I've added a declaration for the function sqrt. The empty parentheses tell the compiler that I'm not saying anything about what arguments it takes. Now the output is

6.000000

which is much better than what I had before. I still don't have a robust program, though. Suppose I had called sqrt with the value 36 instead of 36.0:

double sqrt();

int main()
{
printf("%f\n", sqrt(36));
}

Now I'm back to

0.000000

because the compiler doesn't know that sqrt takes an argument of type double. When the compiler sees a call to a function and it doesn't know what argument types the function takes, it assumes that you've called it with parameters of exactly the type that the function takes. When I called sqrt with the argument 36.0, the compiler inferred that sqrt takes a single argument of type double because I called it with an argument of type double. Since I happened to call it with the correct type, the code worked correctly. When I called it with 36 instead, the compiler inferred that sqrt takes a single argument of type int, and called sqrt accordingly. Since sqrt is written to take a double, neither the value it received nor the result made sense. To fix this call, I must tell the compiler that sqrt takes an argument of type double:

double sqrt(double);

int main()
{
printf("%f\n", sqrt(36));
}

Now the declaration of sqrt also contains information on sqrt's argument types. Adding the argument information turns the declaration into a prototype [1], and I now get

6.000000

because the compiler knows that sqrt takes a double, and converts 36 to double in order to call sqrt.

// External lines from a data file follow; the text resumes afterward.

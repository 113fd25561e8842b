use ntex::http::StatusCode;
use ntex::web::{HttpResponse, WebResponseError};
use thiserror::Error;

#[derive(Debug, Error)]
pub enum AppError {
    /// Malformed or out-of-range input, rejected before any I/O.
    #[error("Validation error: {0}")]
    Validation(String),

    /// Credential exchange failed; nothing was written.
    #[error("Authentication failed: {0}")]
    Auth(String),

    #[error("Access denied: {0}")]
    AccessDenied(String),

    /// The document changed since it was read.
    #[error("Version conflict on '{path}'")]
    VersionConflict { path: String },

    #[error("Not found: {0}")]
    NotFound(String),

    #[error("Season {season} is already archived")]
    AlreadyArchived { season: u32 },

    /// Network or server-side failure; no document was mutated.
    #[error("Transient store error: {0}")]
    Transient(String),

    #[error("Database error: {0}")]
    Db(#[from] rusqlite::Error),

    #[error("Malformed document: {0}")]
    Serialization(#[from] serde_json::Error),

    #[error("Internal error: {0}")]
    Internal(String),
}

impl AppError {
    /// Whether the caller may retry the whole read-modify-write cycle.
    pub fn is_retryable(&self) -> bool {
        matches!(self, AppError::VersionConflict { .. } | AppError::Transient(_))
    }

    fn status(&self) -> StatusCode {
        match self {
            AppError::Validation(_) => StatusCode::BAD_REQUEST,
            AppError::Auth(_) => StatusCode::UNAUTHORIZED,
            AppError::AccessDenied(_) => StatusCode::FORBIDDEN,
            AppError::NotFound(_) => StatusCode::NOT_FOUND,
            AppError::VersionConflict { .. } | AppError::AlreadyArchived { .. } => {
                StatusCode::CONFLICT
            }
            AppError::Transient(_) => StatusCode::SERVICE_UNAVAILABLE,
            AppError::Db(_) | AppError::Serialization(_) | AppError::Internal(_) => {
                StatusCode::INTERNAL_SERVER_ERROR
            }
        }
    }
}

impl WebResponseError for AppError {
    fn error_response(&self, _: &ntex::web::HttpRequest) -> HttpResponse {
        let status = self.status();
        let message = match self {
            AppError::Db(_) => "Database error".to_string(),
            AppError::Serialization(_) | AppError::Internal(_) => "Internal error".to_string(),
            other => other.to_string(),
        };
        HttpResponse::build(status).json(&serde_json::json!({
            "error": message,
            "retryable": self.is_retryable(),
        }))
    }
}

#[cfg(test)]
mod tests {
    use super::*;

    #[test]
    fn test_retryable_classes() {
        assert!(AppError::VersionConflict { path: "leaderboard".into() }.is_retryable());
        assert!(AppError::Transient("502".into()).is_retryable());
        assert!(!AppError::Validation("bad".into()).is_retryable());
        assert!(!AppError::Auth("expired".into()).is_retryable());
        assert!(!AppError::AlreadyArchived { season: 3 }.is_retryable());
    }

    #[test]
    fn test_status_mapping() {
        assert_eq!(AppError::Validation("x".into()).status(), StatusCode::BAD_REQUEST);
        assert_eq!(AppError::AlreadyArchived { season: 1 }.status(), StatusCode::CONFLICT);
        assert_eq!(AppError::Transient("x".into()).status(), StatusCode::SERVICE_UNAVAILABLE);
        assert_eq!(AppError::NotFound("latest".into()).status(), StatusCode::NOT_FOUND);
    }
}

Rather than remember to type in the exact prototypes for all of the library functions your program uses, you should use an #include directive to pull in the standard header that contains the prototypes for those functions. The prototype for sqrt is contained in <math.h>, so I can change my code to look like this:

#include <math.h>

int main()
{
printf("%f\n", sqrt(36));
}

Including this header doesn't change the result of running the program, but it's less error-prone because I don't have to remember to type in the actual signature for sqrt. If I used more math functions, I wouldn't need explicit protytpes for them either, because their prototypes are also included in math.h.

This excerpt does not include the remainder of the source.